Building tables to return
Use tableFrom when you already have data you want to push to Lua:
const guide = z.tableFrom(.{
.name = "guided-tour",
.version = 1,
.tags = [_][]const u8{ "zig", "lua" },
});
defer guide.pop();
globals.set("guide", guide);
Struct fields become string keys. Arrays and slices become array-style Lua tables. Nesting is recursive.

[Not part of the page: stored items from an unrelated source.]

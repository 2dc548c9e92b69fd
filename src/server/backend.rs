use std::fmt::Debug;
use std::hash::Hash;

use thiserror::Error;

use crate::protocol::{LayoutMetric, ScrollAxis};

#[derive(Debug, Error)]
pub enum BackendError {
    #[error("unknown backend node")]
    UnknownNode,
    #[error("node is not a child of the given parent")]
    NotAChild,
    #[error("operation requires an element node")]
    NotAnElement,
    #[error("{0}")]
    Other(String),
}

/// Selector syntax the engine rejected. Distinct from [`BackendError`]
/// because a bad selector is a normal failure the client is told about, not
/// a sign of protocol corruption.
#[derive(Debug, Error)]
#[error("invalid selector: {selector}")]
pub struct SelectorError {
    pub selector: String,
}

/// The real DOM the server proxies for, reduced to the operations the
/// protocol needs. Nodes are opaque tokens; the server never inspects them
/// beyond identity, which is what lets any DOM-shaped tree sit behind it.
///
/// `watch_events` / `unwatch_events` install and tear down the backend's
/// native listener for an event type. The server calls them only on 0→1 and
/// 1→0 transitions of its per-(node, type) reference count, so a backend can
/// treat them as idempotent install/remove.
pub trait DomBackend {
    type Node: Clone + Eq + Hash + Debug;

    fn create_element(&mut self, tag_name: &str) -> Self::Node;
    fn create_text_node(&mut self, text: &str) -> Self::Node;

    fn append_child(&mut self, parent: &Self::Node, child: &Self::Node)
        -> Result<(), BackendError>;
    fn insert_before(
        &mut self,
        parent: &Self::Node,
        child: &Self::Node,
        before: Option<&Self::Node>,
    ) -> Result<(), BackendError>;
    fn remove_child(&mut self, parent: &Self::Node, child: &Self::Node)
        -> Result<(), BackendError>;

    fn set_attribute(
        &mut self,
        node: &Self::Node,
        name: &str,
        value: &str,
    ) -> Result<(), BackendError>;
    fn remove_attribute(&mut self, node: &Self::Node, name: &str) -> Result<(), BackendError>;

    fn focus(&mut self, node: &Self::Node) -> Result<(), BackendError>;
    fn set_text_content(&mut self, node: &Self::Node, value: &str) -> Result<(), BackendError>;
    fn set_value(&mut self, node: &Self::Node, value: &str) -> Result<(), BackendError>;

    fn query_selector(
        &mut self,
        scope: &Self::Node,
        selector: &str,
    ) -> Result<Option<Self::Node>, SelectorError>;
    fn query_selector_all(
        &mut self,
        scope: &Self::Node,
        selector: &str,
    ) -> Result<Vec<Self::Node>, SelectorError>;

    fn metric(&mut self, node: &Self::Node, metric: LayoutMetric) -> Result<i32, BackendError>;
    fn set_scroll(
        &mut self,
        node: &Self::Node,
        axis: ScrollAxis,
        value: i32,
    ) -> Result<(), BackendError>;
    fn scroll_to(
        &mut self,
        node: &Self::Node,
        scrollbox: &Self::Node,
        align_x: Option<&str>,
        align_y: Option<&str>,
        scroll_when_visible: bool,
    ) -> Result<(), BackendError>;

    fn watch_events(&mut self, node: &Self::Node, event_type: &str) -> Result<(), BackendError>;
    fn unwatch_events(&mut self, node: &Self::Node, event_type: &str) -> Result<(), BackendError>;
}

When you need to build a table incrementally, use createTable and set:
const entry = z.createTable(0, 3);
defer entry.pop();
entry.set("address", "0x7fff1234");
entry.set("type", "f32");
entry.set("value", 8.3);
globals.set("entry", entry);
Returning a table from a callback
Return Result(Table) and push the table as the return value:
fn makeEntry(z: *Zua, address: []const u8) Result(Table) {
const t = z.createTable(0, 2);
t.set("address", address);
t.set("type", "f32");
return Result(Table).ok(t);
}
The trampoline pushes the table value and pops the handle after your function returns.
Adding methods to tables
Methods are Zig functions registered on a table. Lua calls them with : syntax, which passes the receiver table as the first argument:
fn increment(_: *Zua, self: Table, delta: i32) Result(i32) {
const current = self.get("count", i32)
catch return Result(i32).errStatic("count missing");
const next = current + delta;
self.set("count", next);
return Result(i32).ok(next);
}
const counter = z.tableFrom(.{ .count = 0 });
defer counter.pop();
counter.setFn("increment", ZuaFn.from(increment, .{
.parse_error = "counter:increment expects (i32)",
}));
globals.set("counter", counter);
counter:increment(5)
Decoding a table you already have
When you have a Table handle rather than a direct function argument, use translation.decodeStruct:
const guide_table = try globals.get("guide", zua.Table);
defer guide_table.pop();
const guide = try zua.translation.decodeStruct(zua.Table, guide_table, struct {
name: []const u8,
version: i32,
});
This is also useful inside callbacks that receive a table as self and need to read several fields in one go rather than calling get repeatedly.